Six mois après son retour, en septembre 1919, il marie sa fille aînée à Pierre-Marie Burel (1890-1970), de Kergorentin. Il leur vend son fonds de commerce – boulangerie, draperie, épicerie et débit de boissons – en avril 1920 et entame alors une activité d'entrepreneur en travaux publics (Le Citoyen, 7 mai 1920). À ce titre, il réalise le pont permettant d'accéder à la grève de Tréogat, enjambant le canal reliant les étangs de Kergalan et de Trunvel.

Pont d'accès la grève de Tréogat, construit dans les années 1920 (collection de l'auteur)

Ses petits-enfants, bien qu'ils ne l'aient pas ou peu connu, ont conservé une anecdote peu banale le concernant : à une époque où les naufrages à la côte de Plovan sont encore assez courants, Jean-Marie Le Pape acquiert une épave de voilier sur laquelle il récupère voiles, ferrailles (rambarde ciselée, grilles de fond de cale), poulies, miroir de la cabine du commandant... autant d'objets dont une partie se retrouve des années plus tard employée dans la ferme de sa fille à Cruguen. Il se rend également propriétaire de la belle maison en pierres de taille, voisine de son commerce, un ancien presbytère construit sans doute au XVIe siècle et restauré vers 1628. Outre la maison d'habitation faisant face à l'église, la propriété comprend aussi une petite maison avec four, une écurie et un hangar.

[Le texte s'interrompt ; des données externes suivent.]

//! Account audit logs

use chrono::{DateTime, Utc};
use serde::{Deserialize, Serialize};
use serde_json::Value;
use tokio_util::sync::CancellationToken;

use crate::api::client::Client;
use crate::api::container::ResourceContainer;
use crate::api::error::Result;
use crate::api::pagination::{Paginated, PaginationOptions};
use crate::api::query::{Query, QueryParams};
use crate::api::response::{null_default, ResultInfo};

#[derive(Debug, Clone, Default, PartialEq, Serialize, Deserialize)]
pub struct AuditLogAction {
    #[serde(default, deserialize_with = "null_default")]
    pub result: bool,
    #[serde(default, deserialize_with = "null_default", rename = "type")]
    pub action_type: String,
}

#[derive(Debug, Clone, Default, PartialEq, Serialize, Deserialize)]
pub struct AuditLogActor {
    #[serde(default, deserialize_with = "null_default")]
    pub id: String,
    #[serde(default, deserialize_with = "null_default")]
    pub email: String,
    #[serde(default, deserialize_with = "null_default")]
    pub ip: String,
    #[serde(default, deserialize_with = "null_default", rename = "type")]
    pub actor_type: String,
}

#[derive(Debug, Clone, Default, PartialEq, Serialize, Deserialize)]
pub struct AuditLogOwner {
    #[serde(default, deserialize_with = "null_default")]
    pub id: String,
}

#[derive(Debug, Clone, Default, PartialEq, Serialize, Deserialize)]
pub struct AuditLogResource {
    #[serde(default, deserialize_with = "null_default")]
    pub id: String,
    #[serde(default, deserialize_with = "null_default", rename = "type")]
    pub resource_type: String,
}

#[derive(Debug, Clone, Default, PartialEq, Serialize, Deserialize)]
pub struct AuditLog {
    pub id: String,
    #[serde(default, deserialize_with = "null_default")]
    pub action: AuditLogAction,
    #[serde(default, deserialize_with = "null_default")]
    pub actor: AuditLogActor,
    #[serde(default, deserialize_with = "null_default")]
    pub interface: String,
    #[serde(default)]
    pub metadata: Option<Value>,
    #[serde(default, deserialize_with = "null_default", rename = "newValue")]
    pub new_value: String,
    #[serde(default, deserialize_with = "null_default", rename = "oldValue")]
    pub old_value: String,
    #[serde(default, deserialize_with = "null_default")]
    pub owner: AuditLogOwner,
    #[serde(default, deserialize_with = "null_default")]
    pub resource: AuditLogResource,
    #[serde(default)]
    pub when: Option<DateTime<Utc>>,
}

/// Filters for [`Client::list_audit_logs`]
///
/// `since` and `before` bound the time range and are sent as RFC 3339.
#[derive(Debug, Clone, Default)]
pub struct AuditLogFilter {
    pub id: Option<String>,
    pub actor_ip: Option<String>,
    pub actor_email: Option<String>,
    pub action_type: Option<String>,
    pub zone_name: Option<String>,
    /// `asc` or `desc`
    pub direction: Option<String>,
    pub since: Option<DateTime<Utc>>,
    pub before: Option<DateTime<Utc>>,
    pub hide_user_logs: Option<bool>,
    pub pagination: PaginationOptions,
}

impl QueryParams for AuditLogFilter {
    fn append_query(&self, query: &mut Query) {
        query
            .opt("id", self.id.as_ref())
            .opt("actor.ip", self.actor_ip.as_ref())
            .opt("actor.email", self.actor_email.as_ref())
            .opt("action.type", self.action_type.as_ref())
            .opt("zone.name", self.zone_name.as_ref())
            .opt("direction", self.direction.as_ref())
            .time("since", self.since.as_ref())
            .time("before", self.before.as_ref())
            .opt("hide_user_logs", self.hide_user_logs)
            .extend(&self.pagination);
    }
}

impl Paginated for AuditLogFilter {
    fn pagination_mut(&mut self) -> &mut PaginationOptions {
        &mut self.pagination
    }
}

impl Client {
    /// The returned [`ResultInfo`] points one page past the last page served.
    pub async fn list_audit_logs(
        &self,
        ctx: &CancellationToken,
        rc: &ResourceContainer,
        filter: AuditLogFilter,
    ) -> Result<(Vec<AuditLog>, ResultInfo)> {
        rc.require_account()?;
        let path = format!("{}/audit_logs", rc.path());
        self.list_pages(ctx, &path, filter, 100).await
    }
}

#[cfg(test)]
mod tests {
    use super::*;
    use crate::api::query::build_uri;
    use chrono::TimeZone;
    use serde_json::json;

    #[test]
    fn filter_encodes_time_range_and_dotted_keys() {
        let filter = AuditLogFilter {
            actor_email: Some("admin@example.com".into()),
            direction: Some("desc".into()),
            since: Some(Utc.with_ymd_and_hms(2024, 5, 1, 0, 0, 0).unwrap()),
            before: Some(Utc.with_ymd_and_hms(2024, 5, 2, 0, 0, 0).unwrap()),
            ..Default::default()
        };
        assert_eq!(
            build_uri("/accounts/a/audit_logs", &filter),
            "/accounts/a/audit_logs?actor.email=admin%40example.com&direction=desc\
             &since=2024-05-01T00%3A00%3A00Z&before=2024-05-02T00%3A00%3A00Z"
        );
    }

    #[test]
    fn decodes_log_entry() {
        let log: AuditLog = serde_json::from_value(json!({
            "id": "f174be97-19b1-40d6-954d-70cd5fbd52db",
            "action": {"result": true, "type": "change_setting"},
            "actor": {"email": "michelle@example.com", "id": "f6b5de0326bb5182b8a4840ee01ec774", "ip": "198.41.129.166", "type": "user"},
            "interface": "UI",
            "metadata": {"name": "security_level", "type": "firewall", "value": "high", "zone_name": "example.com"},
            "newValue": "low",
            "oldValue": "high",
            "owner": {"id": "1b5d3a5e0f6d4c7b9e2a8f1c3d5e7a9b"},
            "resource": {"id": "4d5cdd36e4d84e9fbbd6ae1b35e7b3cd", "type": "zone"},
            "when": "2017-04-26T17:31:07Z"
        }))
        .unwrap();
        assert_eq!(log.action.action_type, "change_setting");
        assert_eq!(log.actor.ip, "198.41.129.166");
        assert_eq!(log.new_value, "low");
    }
}
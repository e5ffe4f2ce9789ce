//! Workers KV command

use std::io::Write;

use anyhow::Result;
use clap::{Args, Subcommand};

use cfapi::resources::workers_kv::{ListWorkersKvKeysParams, ListWorkersKvNamespacesParams};

use crate::cli::Context;
use crate::output;

#[derive(Args, Debug)]
pub struct KvArgs {
    #[command(subcommand)]
    pub command: KvCommand,
}

#[derive(Subcommand, Debug)]
pub enum KvCommand {
    /// List namespaces
    Namespaces,

    /// List keys in a namespace
    Keys {
        /// Namespace ID
        namespace_id: String,

        /// Only keys starting with this prefix
        #[arg(short, long)]
        prefix: Option<String>,
    },

    /// Print a value to stdout
    Get {
        /// Namespace ID
        namespace_id: String,

        /// Key name
        key: String,
    },

    /// Write a value
    Put {
        /// Namespace ID
        namespace_id: String,

        /// Key name
        key: String,

        /// Value to store
        value: String,
    },
}

pub async fn execute(ctx: &Context, args: KvArgs) -> Result<()> {
    let rc = ctx.account()?;

    match args.command {
        KvCommand::Namespaces => {
            let (namespaces, _) = ctx
                .client
                .list_workers_kv_namespaces(&ctx.cancel, &rc, ListWorkersKvNamespacesParams::default())
                .await?;
            output::print_output(&namespaces, &ctx.config.output_format)?;
        }

        KvCommand::Keys {
            namespace_id,
            prefix,
        } => {
            let params = ListWorkersKvKeysParams {
                namespace_id,
                prefix,
                ..Default::default()
            };
            let keys = ctx
                .client
                .list_workers_kv_keys(&ctx.cancel, &rc, params)
                .await?;
            output::print_output(&keys, &ctx.config.output_format)?;
            output::info(&format!("Total: {} keys", keys.len()));
        }

        KvCommand::Get { namespace_id, key } => {
            let value = ctx
                .client
                .read_workers_kv_value(&ctx.cancel, &rc, &namespace_id, &key)
                .await?;
            let mut stdout = std::io::stdout().lock();
            stdout.write_all(&value)?;
            stdout.flush()?;
        }

        KvCommand::Put {
            namespace_id,
            key,
            value,
        } => {
            ctx.client
                .write_workers_kv_value(&ctx.cancel, &rc, &namespace_id, &key, value.as_bytes())
                .await?;
            output::success(&format!("Wrote {}", key));
        }
    }

    Ok(())
}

Maison de Jean-Marie Le Pape dans les années 1920

À l'époque, elle est encore associée à un appentis au pignon couchant, comme on peut le voir sur cette photo. Sur la crête du toit, on distingue aussi un petit paratonnerre. Dans l'une puis l'autre de ses maisons, il a l'habitude de loger quelques pensionnaires ou locataires : Plovan accueillant jusqu'à la fin des années 1920 une brigade de douaniers, plusieurs d'entre eux vivent en pension chez lui. À la même époque, le facteur Michel Simon lui loue une pièce pour exercer son autre activité, celle de tisserand.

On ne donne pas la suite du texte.